The battalion was billeted at Wasmuel, a few miles from Mons. The civilian population was wild with joy. Down a side street Doak noticed an unusually noisy mob. “Their cries seemed filled with anger. Out of curiosity we wandered down that way and saw a sight which would be beyond the wildest dreams of even the most bloodthirsty moving picture.

“The victim was a woman; a resident who was also a war widow. She was suspected of giving information, which led to the arrest and imprisonment of several civilians. For the past year she had been living at Mons with a German officer. She had been immune to harm before, because in the event of any injury, the whole village would have suffered. But she was among them now. Her powerful German protector could protect her no more.

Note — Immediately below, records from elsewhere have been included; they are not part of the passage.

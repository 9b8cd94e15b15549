/*
 *
 *
 *
 *
 * MIT License
 * Copyright (c) 2025. Dwight J. Browne
 * dwight[-at-]dwightjbrowne[-dot-]com
 *
 *
 * Permission is hereby granted, free of charge, to any person obtaining a copy
 * of this software and associated documentation files (the "Software"), to deal
 * in the Software without restriction, including without limitation the rights
 * to use, copy, modify, merge, publish, distribute, sublicense, and/or sell
 * copies of the Software, and to permit persons to whom the Software is
 * furnished to do so, subject to the following conditions:
 *
 * The above copyright notice and this permission notice shall be included in all
 * copies or substantial portions of the Software.
 *
 * THE SOFTWARE IS PROVIDED "AS IS", WITHOUT WARRANTY OF ANY KIND, EXPRESS OR
 * IMPLIED, INCLUDING BUT NOT LIMITED TO THE WARRANTIES OF MERCHANTABILITY,
 * FITNESS FOR A PARTICULAR PURPOSE AND NONINFRINGEMENT. IN NO EVENT SHALL THE
 * AUTHORS OR COPYRIGHT HOLDERS BE LIABLE FOR ANY CLAIM, DAMAGES OR OTHER
 * LIABILITY, WHETHER IN AN ACTION OF CONTRACT, TORT OR OTHERWISE, ARISING FROM,
 * OUT OF OR IN CONNECTION WITH THE SOFTWARE OR THE USE OR OTHER DEALINGS IN THE
 * SOFTWARE.
 */

//! Common types shared by the OneMap response models

use serde::Serialize;
use serde_json::Value;
use thiserror::Error;

use crate::polyline::PolylineError;

/// A coordinate pair exactly as OneMap sends it: two numeric strings,
/// either of which may be missing. Used for both SVY21 X/Y and WGS84
/// latitude/longitude.
pub type GeoPosition = (Option<String>, Option<String>);

/// A decoded (latitude, longitude) point
pub type LatLng = (f64, f64);

/// Parses both halves of a position as `f64`
pub fn position_as_f64(position: &GeoPosition) -> Option<(f64, f64)> {
  let first = position.0.as_deref()?.trim().parse().ok()?;
  let second = position.1.as_deref()?.trim().parse().ok()?;
  Some((first, second))
}

/// Errors raised while mapping a raw payload into a model
#[derive(Error, Debug)]
pub enum ModelError {
  #[error("{model}: expected a JSON object, got {found}")]
  NotAnObject { model: &'static str, found: &'static str },

  #[error("{model}: missing required field `{field}`")]
  MissingField { model: &'static str, field: &'static str },

  #[error("{model}: invalid field `{field}`: {reason}")]
  InvalidField { model: &'static str, field: &'static str, reason: String },

  #[error(transparent)]
  Polyline(#[from] PolylineError),
}

/// A record built from one raw OneMap JSON object.
pub trait ResponseModel: Serialize + Sized {
  /// Model name used in error messages
  const NAME: &'static str;

  /// Maps a raw payload into the model. Unknown keys are ignored; absent
  /// optional fields stay `None`.
  fn from_json(value: &Value) -> Result<Self, ModelError>;

  /// Plain JSON view of the populated fields, keyed by the model's
  /// `snake_case` field names. Nested records and lists are converted too.
  fn to_dict(&self) -> Value {
    serde_json::to_value(self).unwrap_or(Value::Null)
  }
}

#[cfg(test)]
mod tests {
  use super::*;

  #[test]
  fn test_position_as_f64() {
    let pos: GeoPosition = (Some("1.3".to_string()), Some(" 103.8".to_string()));
    assert_eq!(position_as_f64(&pos), Some((1.3, 103.8)));

    let pos: GeoPosition = (Some("1.3".to_string()), None);
    assert_eq!(position_as_f64(&pos), None);

    let pos: GeoPosition = (Some("north".to_string()), Some("1".to_string()));
    assert_eq!(position_as_f64(&pos), None);
  }
}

“Someone jostled her as she walked along. In an instant she was the target for all manner of abuse. Women tore at her hair and clothes. Men and boys threw sods and stones until the poor wretch begged for mercy. There is no doubt in my mind that she would have been torn to pieces, but some of our soldiers came along. Forcing their way through the mob they formed a guard around the woman, taking her to the guardroom for shelter. She had a little boy who sobbed bitterly. He, at least, had done no wrong, but suffered along with his mother.”

When the armistice was signed at eleven that morning, many of the men at the front line couldn’t believe it. In the words of a young private from Saskatoon, “A strange and peaceful calm followed. Not a cheer went up from anyone.” Another recalled, “I think most of us were in a kind of shock or something.”

Andy McNaughton was furious. “Bloody fools!” he exclaimed. “We have them on the run. That means we shall have to do it all over again in another 25 years.”